Below are some records; output exactly the lines from the line with "use crate::faces::domain::face::Face;" to the line with "const HUMAN_EYE_MIN_NEIGHBORS: u32 = 2;", both ends kept, and nothing more.

----- Source material

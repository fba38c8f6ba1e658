//! Human and cat face detection with eye-based landmark estimation.

use std::path::Path;

use image::imageops::crop_imm;
use image::GrayImage;

use crate::faces::domain::face::Face;
use crate::faces::domain::face_landmarks::FaceLandmarks;
use crate::faces::domain::object_cascade::{CascadeParams, ObjectCascade};
use crate::faces::domain::species::Species;
use crate::imaging::draw::{draw_circle, draw_rect, Color};
use crate::imaging::equalization::Equalization;
use crate::imaging::resize::resize_area;
use crate::shared::constants::{
    CAT_FACE_CASCADE, HUMAN_FACE_CASCADE, LEFT_EYE_CASCADE, RIGHT_EYE_CASCADE,
};
use crate::shared::error::{Result, VisionError};
use crate::shared::frame::Frame;
use crate::shared::geometry::{intersects, Rect};

use super::haar_cascade::HaarCascade;

const HUMAN_FACE_SCALE_FACTOR: f64 = 1.4;
const HUMAN_FACE_MIN_NEIGHBORS: u32 = 4;
const HUMAN_FACE_RELATIVE_MIN_SIZE: f64 = 0.25;

const HUMAN_EYE_SCALE_FACTOR: f64 = 1.2;
const HUMAN_EYE_MIN_NEIGHBORS: u32 = 2;
const HUMAN_EYE_RELATIVE_MIN_SIZE_IN_FACE: f64 = 0.1;

const CAT_FACE_SCALE_FACTOR: f64 = 1.4;
const CAT_FACE_MIN_NEIGHBORS: u32 = 6;
const CAT_FACE_RELATIVE_MIN_SIZE: f64 = 0.2;

const HUMAN_FACE_COLOR: Color = Color::YELLOW;
const CAT_FACE_COLOR: Color = Color::WHITE;
const LEFT_EYE_COLOR: Color = Color::RED;
const RIGHT_EYE_COLOR: Color = Color::GREEN;
const NOSE_COLOR: Color = Color::BLUE;
const DRAW_RADIUS: i32 = 4;

/// A face found in one `detect` call, with the eye rectangles that located
/// its landmarks (relative to the face, full resolution).
struct Detection {
    face: Face,
    left_eye: Option<Rect>,
    right_eye: Option<Rect>,
}

pub struct FaceDetector {
    human_face: Box<dyn ObjectCascade>,
    cat_face: Box<dyn ObjectCascade>,
    left_eye: Box<dyn ObjectCascade>,
    right_eye: Box<dyn ObjectCascade>,
    equalization: Equalization,
    equalized: GrayImage,
}

impl FaceDetector {
    pub fn new(
        human_face: Box<dyn ObjectCascade>,
        cat_face: Box<dyn ObjectCascade>,
        left_eye: Box<dyn ObjectCascade>,
        right_eye: Box<dyn ObjectCascade>,
    ) -> Self {
        Self {
            human_face,
            cat_face,
            left_eye,
            right_eye,
            equalization: Equalization::default(),
            equalized: GrayImage::new(0, 0),
        }
    }

    /// Loads the four Haar cascades from OpenCV XML files.
    pub fn from_cascade_files(
        human_face: &Path,
        cat_face: &Path,
        left_eye: &Path,
        right_eye: &Path,
    ) -> Result<Self> {
        Ok(Self::new(
            Box::new(HaarCascade::from_file(human_face)?),
            Box::new(HaarCascade::from_file(cat_face)?),
            Box::new(HaarCascade::from_file(left_eye)?),
            Box::new(HaarCascade::from_file(right_eye)?),
        ))
    }

    /// Loads the stock cascade files from `dir`.
    pub fn from_cascade_dir(dir: &Path) -> Result<Self> {
        Self::from_cascade_files(
            &dir.join(HUMAN_FACE_CASCADE),
            &dir.join(CAT_FACE_CASCADE),
            &dir.join(LEFT_EYE_CASCADE),
            &dir.join(RIGHT_EYE_CASCADE),
        )
    }

    pub fn with_equalization(mut self, equalization: Equalization) -> Self {
        log::info!("Using {:?} equalization for face detection", equalization);
        self.equalization = equalization;
        self
    }

    /// Finds human and cat faces in `image`.
    ///
    /// Cascades run on an equalized grayscale copy, downscaled first when
    /// `resize_factor != 1.0`. Cat faces overlapping a human face are
    /// dropped. Faces are cropped from the full-resolution frame before any
    /// annotation is drawn.
    pub fn detect(&mut self, image: &mut Frame, resize_factor: f64, draw: bool) -> Result<Vec<Face>> {
        if image.is_empty() {
            return Err(VisionError::EmptyImage);
        }

        let gray = if resize_factor == 1.0 {
            image.to_gray()?
        } else {
            resize_area(image, resize_factor)?.to_gray()?
        };
        self.equalized = self.equalization.apply(&gray);

        let shorter_side = self.equalized.width().min(self.equalized.height()) as f64;
        let human_params = CascadeParams::new(
            HUMAN_FACE_SCALE_FACTOR,
            HUMAN_FACE_MIN_NEIGHBORS,
            (shorter_side * HUMAN_FACE_RELATIVE_MIN_SIZE) as u32,
        );
        let cat_params = CascadeParams::new(
            CAT_FACE_SCALE_FACTOR,
            CAT_FACE_MIN_NEIGHBORS,
            (shorter_side * CAT_FACE_RELATIVE_MIN_SIZE) as u32,
        );

        let human_rects = self.human_face.detect_regions(&self.equalized, &human_params);
        let mut cat_rects = self.cat_face.detect_regions(&self.equalized, &cat_params);
        let cat_candidates = cat_rects.len();
        cat_rects.retain(|cat| !human_rects.iter().any(|human| intersects(human, cat)));

        log::debug!(
            "{} human faces, {} of {} cat faces kept",
            human_rects.len(),
            cat_rects.len(),
            cat_candidates
        );

        let mut detections = Vec::with_capacity(human_rects.len() + cat_rects.len());
        for rect in &human_rects {
            if let Some(d) = self.inner_components(image, resize_factor, Species::Human, rect) {
                detections.push(d);
            }
        }
        for rect in &cat_rects {
            if let Some(d) = self.inner_components(image, resize_factor, Species::Cat, rect) {
                detections.push(d);
            }
        }

        if draw {
            for d in &detections {
                annotate(image, d);
            }
        }

        Ok(detections.into_iter().map(|d| d.face).collect())
    }

    /// Estimates landmarks for one face rectangle of the working image and
    /// crops the face from the full-resolution frame.
    fn inner_components(
        &self,
        image: &Frame,
        resize_factor: f64,
        species: Species,
        rect: &Rect,
    ) -> Option<Detection> {
        let face_rect = rect.clamped(self.equalized.width(), self.equalized.height());
        if face_rect.is_empty() {
            return None;
        }
        let (w, h) = (face_rect.width as f32, face_rect.height as f32);

        let (landmarks, left_eye, right_eye) = match species {
            Species::Human => {
                let (left, right) = self.find_eyes(&face_rect);
                (FaceLandmarks::human(w, h, left, right), left, right)
            }
            _ => (FaceLandmarks::cat(w, h), None, None),
        };

        let bounds = face_rect.unscaled(resize_factor);
        let face = Face::new(species, image.crop(&bounds), landmarks.unscaled(resize_factor), bounds);
        Some(Detection {
            face,
            left_eye: left_eye.map(|r| r.unscaled(resize_factor)),
            right_eye: right_eye.map(|r| r.unscaled(resize_factor)),
        })
    }

    /// First left-eye hit in the face's left half and first right-eye hit in
    /// its right half, relative to the face.
    fn find_eyes(&self, face_rect: &Rect) -> (Option<Rect>, Option<Rect>) {
        let (fx, fy) = (face_rect.x as u32, face_rect.y as u32);
        let (fw, fh) = (face_rect.width as u32, face_rect.height as u32);
        let half = fw / 2;
        let params = CascadeParams::new(
            HUMAN_EYE_SCALE_FACTOR,
            HUMAN_EYE_MIN_NEIGHBORS,
            (fw as f64 * HUMAN_EYE_RELATIVE_MIN_SIZE_IN_FACE) as u32,
        );

        let left_half = crop_imm(&self.equalized, fx, fy, half, fh).to_image();
        let right_half = crop_imm(&self.equalized, fx + half, fy, fw - half, fh).to_image();

        let left = self.left_eye.detect_regions(&left_half, &params).first().copied();
        let right = self
            .right_eye
            .detect_regions(&right_half, &params)
            .first()
            .map(|r| r.translated(half as i32, 0));
        (left, right)
    }
}

fn annotate(image: &mut Frame, detection: &Detection) {
    let face = &detection.face;
    let bounds = face.bounds();
    let color = match face.species() {
        Species::Human => HUMAN_FACE_COLOR,
        _ => CAT_FACE_COLOR,
    };
    draw_rect(image, &bounds, color);

    let (ox, oy) = (bounds.x as f32, bounds.y as f32);
    let lm = face.landmarks();
    draw_circle(image, lm.left_eye.offset(ox, oy), DRAW_RADIUS, LEFT_EYE_COLOR);
    draw_circle(image, lm.right_eye.offset(ox, oy), DRAW_RADIUS, RIGHT_EYE_COLOR);
    draw_circle(image, lm.nose_tip.offset(ox, oy), DRAW_RADIUS, NOSE_COLOR);

    if let Some(eye) = detection.left_eye {
        draw_rect(image, &eye.translated(bounds.x, bounds.y), LEFT_EYE_COLOR);
    }
    if let Some(eye) = detection.right_eye {
        draw_rect(image, &eye.translated(bounds.x, bounds.y), RIGHT_EYE_COLOR);
    }
}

----------

▶ _Your solution_:
use crate::faces::domain::face::Face;
use crate::faces::domain::face_landmarks::FaceLandmarks;
use crate::faces::domain::object_cascade::{CascadeParams, ObjectCascade};
use crate::faces::domain::species::Species;
use crate::imaging::draw::{draw_circle, draw_rect, Color};
use crate::imaging::equalization::Equalization;
use crate::imaging::resize::resize_area;
use crate::shared::constants::{
    CAT_FACE_CASCADE, HUMAN_FACE_CASCADE, LEFT_EYE_CASCADE, RIGHT_EYE_CASCADE,
};
use crate::shared::error::{Result, VisionError};
use crate::shared::frame::Frame;
use crate::shared::geometry::{intersects, Rect};

use super::haar_cascade::HaarCascade;

const HUMAN_FACE_SCALE_FACTOR: f64 = 1.4;
const HUMAN_FACE_MIN_NEIGHBORS: u32 = 4;
const HUMAN_FACE_RELATIVE_MIN_SIZE: f64 = 0.25;

const HUMAN_EYE_SCALE_FACTOR: f64 = 1.2;
const HUMAN_EYE_MIN_NEIGHBORS: u32 = 2;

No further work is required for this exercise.